___ AVAILABLE DATA

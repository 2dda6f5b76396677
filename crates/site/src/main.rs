// File: crates/site/src/main.rs
// Summary: CLI for the Altiplano site: `render` writes chart + page, `scene` prints a hero frame.

mod config;
mod data;
mod nav;
mod page;

use std::path::PathBuf;

use anyhow::{Context, Result};
use chart_core::dataset::djf_observations;
use chart_core::{PointerEvent, RenderOptions};
use clap::{Parser, Subcommand};
use hero_scene::{HeroScene, VisualizerScene};
use tracing_subscriber::EnvFilter;

use crate::config::SiteConfig;
use crate::page::PageContent;

/// Static site generator for the southern Andean Altiplano precipitation study.
#[derive(Parser, Debug)]
#[command(name = "altiplano-site", version, about)]
struct Cli {
    /// TOML settings file; optional.
    #[arg(long, global = true, default_value = "altiplano.toml")]
    config: PathBuf,

    #[command(subcommand)]
    command: Command,
}

#[derive(Subcommand, Debug)]
enum Command {
    /// Write trend.svg, index.html and optionally trend.png.
    Render {
        /// Output directory; overrides the config.
        #[arg(short, long)]
        out: Option<PathBuf>,

        /// CSV with year and value columns instead of the built-in series.
        #[arg(long)]
        data: Option<PathBuf>,

        /// Pre-select this observation index as hovered.
        #[arg(long)]
        hover: Option<usize>,

        /// Also rasterize to PNG.
        #[arg(long)]
        png: bool,

        /// Device pixel ratio for the PNG.
        #[arg(long, default_value = "1.0")]
        scale: f32,
    },
    /// Print the hero scene transforms at a moment as JSON.
    Scene {
        /// Seconds since the scene mounted.
        #[arg(long, default_value = "0.0")]
        at: f64,

        /// Sample the impact-section visualizer instead of the hero.
        #[arg(long)]
        visualizer: bool,

        #[arg(long)]
        seed: Option<u64>,
    },
}

fn main() -> Result<()> {
    let cli = Cli::parse();
    let filter = EnvFilter::try_from_default_env().unwrap_or_else(|_| EnvFilter::new("info"));
    let _ = tracing_subscriber::fmt().with_env_filter(filter).with_writer(std::io::stderr).try_init();

    let cfg = SiteConfig::load(&cli.config)?;
    match cli.command {
        Command::Render { out, data, hover, png, scale } => {
            let out_dir = out.unwrap_or_else(|| cfg.output_dir.clone());
            render(&cfg, out_dir, data, hover, png || cfg.png, scale)
        }
        Command::Scene { at, visualizer, seed } => {
            let frame = if visualizer {
                VisualizerScene::default().frame(at)?
            } else {
                HeroScene::new(seed.unwrap_or(cfg.seed))?.frame(at)?
            };
            println!("{}", serde_json::to_string_pretty(&frame)?);
            Ok(())
        }
    }
}

fn render(
    cfg: &SiteConfig,
    out_dir: PathBuf,
    data: Option<PathBuf>,
    hover: Option<usize>,
    png: bool,
    scale: f32,
) -> Result<()> {
    let (obs, builtin) = match data.or_else(|| cfg.data.clone()) {
        Some(path) => {
            let obs = data::load_observations(&path)
                .with_context(|| format!("failed to load CSV '{}'", path.display()))?;
            (obs, false)
        }
        None => (djf_observations(), true),
    };
    println!("Loaded {} observations ({}-{})", obs.len(), obs.start_year(), obs.end_year());

    let mut chart = cfg.build_chart(obs, builtin)?;
    if let Some(i) = hover {
        chart.handle_pointer(PointerEvent::Enter(i)).context("--hover")?;
    }

    std::fs::create_dir_all(&out_dir).with_context(|| format!("creating {}", out_dir.display()))?;
    let opts = RenderOptions { scale, ..RenderOptions::default() };

    let svg_path = out_dir.join("trend.svg");
    chart.render_to_svg(&opts, &svg_path)?;
    println!("Wrote {}", svg_path.display());

    if png {
        let png_path = out_dir.join("trend.png");
        chart.render_to_png(&opts, &png_path)?;
        println!("Wrote {}", png_path.display());
    }

    let svg = chart.render_svg_string(&RenderOptions::default())?;
    let html = page::render_page(&PageContent::for_chart(&chart, &svg, builtin)).context("formatting page")?;
    let page_path = out_dir.join("index.html");
    std::fs::write(&page_path, html).with_context(|| format!("writing {}", page_path.display()))?;
    println!("Wrote {}", page_path.display());
    Ok(())
}

#[cfg(test)]
mod tests {
    use super::*;
    use clap::CommandFactory;

    #[test]
    fn cli_definition_is_consistent() {
        Cli::command().debug_assert();
    }

    #[test]
    fn render_writes_all_outputs() {
        let out = PathBuf::from("target/test_out/site_render");
        render(&SiteConfig::default(), out.clone(), None, Some(5), true, 1.0).unwrap();
        let svg = std::fs::read_to_string(out.join("trend.svg")).unwrap();
        assert!(svg.contains("1986: 160mm"));
        assert!(out.join("trend.png").exists());
        let html = std::fs::read_to_string(out.join("index.html")).unwrap();
        assert!(html.contains(r#"<section id="trends""#));
        assert!(html.contains(r#"class="data""#));
    }

    #[test]
    fn fitted_trend_is_labelled_on_the_page() {
        let mut cfg = SiteConfig::default();
        cfg.chart.trend.mode = crate::config::TrendMode::LeastSquares;
        let out = PathBuf::from("target/test_out/site_fitted");
        render(&cfg, out.clone(), None, None, false, 1.0).unwrap();
        let html = std::fs::read_to_string(out.join("index.html")).unwrap();
        assert!(html.contains("Trend line is a least-squares fit of the displayed series."));
        assert!(!html.contains("illustrative"));
    }

    #[test]
    fn loaded_csv_sets_page_years() {
        let dir = PathBuf::from("target/test_out/site_csv");
        std::fs::create_dir_all(&dir).unwrap();
        let csv = dir.join("series.csv");
        std::fs::write(&csv, "year,value\n2001,120\n2002,110\n2003,95\n").unwrap();
        render(&SiteConfig::default(), dir.clone(), Some(csv), None, false, 1.0).unwrap();
        let html = std::fs::read_to_string(dir.join("index.html")).unwrap();
        assert!(html.contains("2001 &#8211; 2003"));
        assert!(html.contains("Analyzing 3 years"));
    }

    #[test]
    fn out_of_range_hover_is_an_error() {
        let out = PathBuf::from("target/test_out/site_bad_hover");
        let err = render(&SiteConfig::default(), out, None, Some(99), false, 1.0).unwrap_err();
        assert!(format!("{err:#}").contains("--hover"));
    }
}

______

Lines with the word "clap": tally them across the material and give only the total.

2